MAGNETO-OPTICAL MEASUREMENTS OF COLLECTIVE SPIN DYNAMICS OF TWO-DIMENSIONAL ARRAYS OF FERROMAGNETIC NANOELEMENTS

Abstract

Magnetic nanodot arrays are interesting systems for future applications in nanotechnology including patterned magnetic media, magnonic crystals, magnetic logic, sensors, STNOs and biomedical applications. All applications require the knowledge base of magnetization processes of magnetic nanodot arrays at various time and length scales. Here, we review the present status of experimental studies of picosecond precessional magnetization dynamics in magnetic nanodot arrays. We discuss the fabrication methods of magnetic nanodot arrays and excitation and detection methods of precessional dynamics by optical means. We further discuss the all-optical excitation and detection of precessional dynamics in Ni80Fe20 (permalloy) nanodot arrays with width between 200 nm and 50 nm and with interdot separation between 50 nm and 400 nm.

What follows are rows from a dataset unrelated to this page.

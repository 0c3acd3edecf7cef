//! Odometry integration: relative distance → absolute planar displacement.
//!
//! The displacement is projected along the current heading using the
//! clockwise-positive yaw convention of the GNSS/IMU sources:
//!
//! ```text
//! dx = cos(-yaw) · distance
//! dy = sin(-yaw) · distance
//! ```

use std::str::FromStr;

use rover_types::Pose;
use serde::{Deserialize, Serialize};

/// Where odometry-integrated position ends up.
///
/// Historically the integrated position only reached the IMU slot, leaving
/// consumers of the fused pose without it until the next GNSS fix.  The
/// choice is explicit here; [`OdometryTarget::RawOnly`] keeps that behaviour.
#[derive(Debug, Clone, Copy, PartialEq, Eq, Default, Serialize, Deserialize)]
#[serde(rename_all = "snake_case")]
pub enum OdometryTarget {
    /// Integrate into the IMU slot only.
    #[default]
    RawOnly,
    /// Integrate into the IMU slot and apply the same displacement to the
    /// fused slot.
    Fused,
}

impl std::fmt::Display for OdometryTarget {
    fn fmt(&self, f: &mut std::fmt::Formatter<'_>) -> std::fmt::Result {
        match self {
            OdometryTarget::RawOnly => write!(f, "raw_only"),
            OdometryTarget::Fused => write!(f, "fused"),
        }
    }
}

impl FromStr for OdometryTarget {
    type Err = String;

    fn from_str(s: &str) -> Result<Self, Self::Err> {
        match s.trim().to_ascii_lowercase().as_str() {
            "raw_only" | "raw" => Ok(OdometryTarget::RawOnly),
            "fused" => Ok(OdometryTarget::Fused),
            other => Err(format!("unknown odometry target '{other}'")),
        }
    }
}

/// Displacement `(dx, dy)` for driving `distance` metres at `yaw_deg`.
pub fn displacement(yaw_deg: f64, distance: f64) -> (f64, f64) {
    let yaw_rad = yaw_deg.to_radians();
    ((-yaw_rad).cos() * distance, (-yaw_rad).sin() * distance)
}

/// Advance `pose` by `distance` along its own yaw and return the applied
/// displacement.  Only `x` and `y` change.
pub fn integrate(pose: &mut Pose, distance: f64) -> (f64, f64) {
    let (dx, dy) = displacement(pose.yaw, distance);
    pose.x += dx;
    pose.y += dy;
    (dx, dy)
}
//! The Sensor Adapter Pattern.
//!
//! The estimator never speaks to serial ports, I2C buses or receivers.
//! Drivers implement [`SensorAdapter`] and translate their hardware traffic
//! into a stream of [`SensorUpdate`] values; [`forward`] pumps that stream
//! into the estimator's inbox in order.
//!
//! - [`ReplayAdapter`][crate::replay::ReplayAdapter] – replays a recorded
//!   JSON-lines sensor log.

use async_trait::async_trait;
use futures_util::StreamExt;
use futures_util::stream::BoxStream;
use rover_types::{RoverError, SensorUpdate};
use tokio::sync::mpsc;
use tracing::{debug, info};

/// Every sensor producer must implement this trait.
///
/// # Contract
///
/// * `id` – a stable identifier used in logs.
/// * `sensor_stream` – a live stream of updates in delivery order.  The
///   stream ends when the producer has nothing more to deliver.
#[async_trait]
pub trait SensorAdapter: Send + Sync {
    fn id(&self) -> &str;

    /// Translate producer traffic into a stream of [`SensorUpdate`] values.
    async fn sensor_stream(&self) -> BoxStream<'static, SensorUpdate>;
}

/// Pump every update of `adapter` into `inbox`.
///
/// Returns the number of forwarded updates once the stream ends, or
/// [`RoverError::Channel`] if the estimator stopped first.
pub async fn forward(
    adapter: &dyn SensorAdapter,
    inbox: mpsc::Sender<SensorUpdate>,
) -> Result<u64, RoverError> {
    let mut stream = adapter.sensor_stream().await;
    let mut forwarded = 0u64;
    info!(adapter = adapter.id(), "sensor adapter started");

    while let Some(update) = stream.next().await {
        inbox.send(update).await.map_err(|_| {
            RoverError::Channel(format!(
                "estimator inbox closed while forwarding from '{}'",
                adapter.id()
            ))
        })?;
        forwarded += 1;
    }

    debug!(adapter = adapter.id(), forwarded, "sensor stream ended");
    Ok(forwarded)
}

#[cfg(test)]
mod tests {
    use super::*;
    use chrono::Utc;
    use futures_util::stream;
    use rover_types::ImuSample;

    struct FixedAdapter(Vec<SensorUpdate>);

    #[async_trait]
    impl SensorAdapter for FixedAdapter {
        fn id(&self) -> &str {
            "fixed"
        }

        async fn sensor_stream(&self) -> BoxStream<'static, SensorUpdate> {
            stream::iter(self.0.clone()).boxed()
        }
    }

    fn imu(yaw: f64) -> SensorUpdate {
        SensorUpdate::Imu(ImuSample {
            yaw,
            roll: 0.0,
            pitch: 0.0,
            timestamp: Utc::now(),
        })
    }

    #[tokio::test]
    async fn forward_preserves_order() {
        let adapter = FixedAdapter(vec![imu(1.0), imu(2.0), imu(3.0)]);
        let (tx, mut rx) = mpsc::channel(8);

        let n = forward(&adapter, tx).await.unwrap();
        assert_eq!(n, 3);

        let mut yaws = Vec::new();
        while let Some(SensorUpdate::Imu(sample)) = rx.recv().await {
            yaws.push(sample.yaw);
        }
        assert_eq!(yaws, vec![1.0, 2.0, 3.0]);
    }

    #[tokio::test]
    async fn forward_fails_when_inbox_closed() {
        let adapter = FixedAdapter(vec![imu(1.0)]);
        let (tx, rx) = mpsc::channel(1);
        drop(rx);

        let err = forward(&adapter, tx).await.unwrap_err();
        assert!(matches!(err, RoverError::Channel(_)));
    }
}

A transition from strongly collective dynamics to completely isolated dynamics through various weakly collective regimes, variation of precession frequency and damping with the interdot separation, effects of dipolar and quadrupolar interdot interaction, effects of the variation of dot size on the dynamics of single elements and arrays, and anisotropy of collective dynamics have been thoroughly studied by experimental and micromagnetic simulation results. Finally, we discuss the future directions in the research on the dynamics of magnetic nanodot arrays.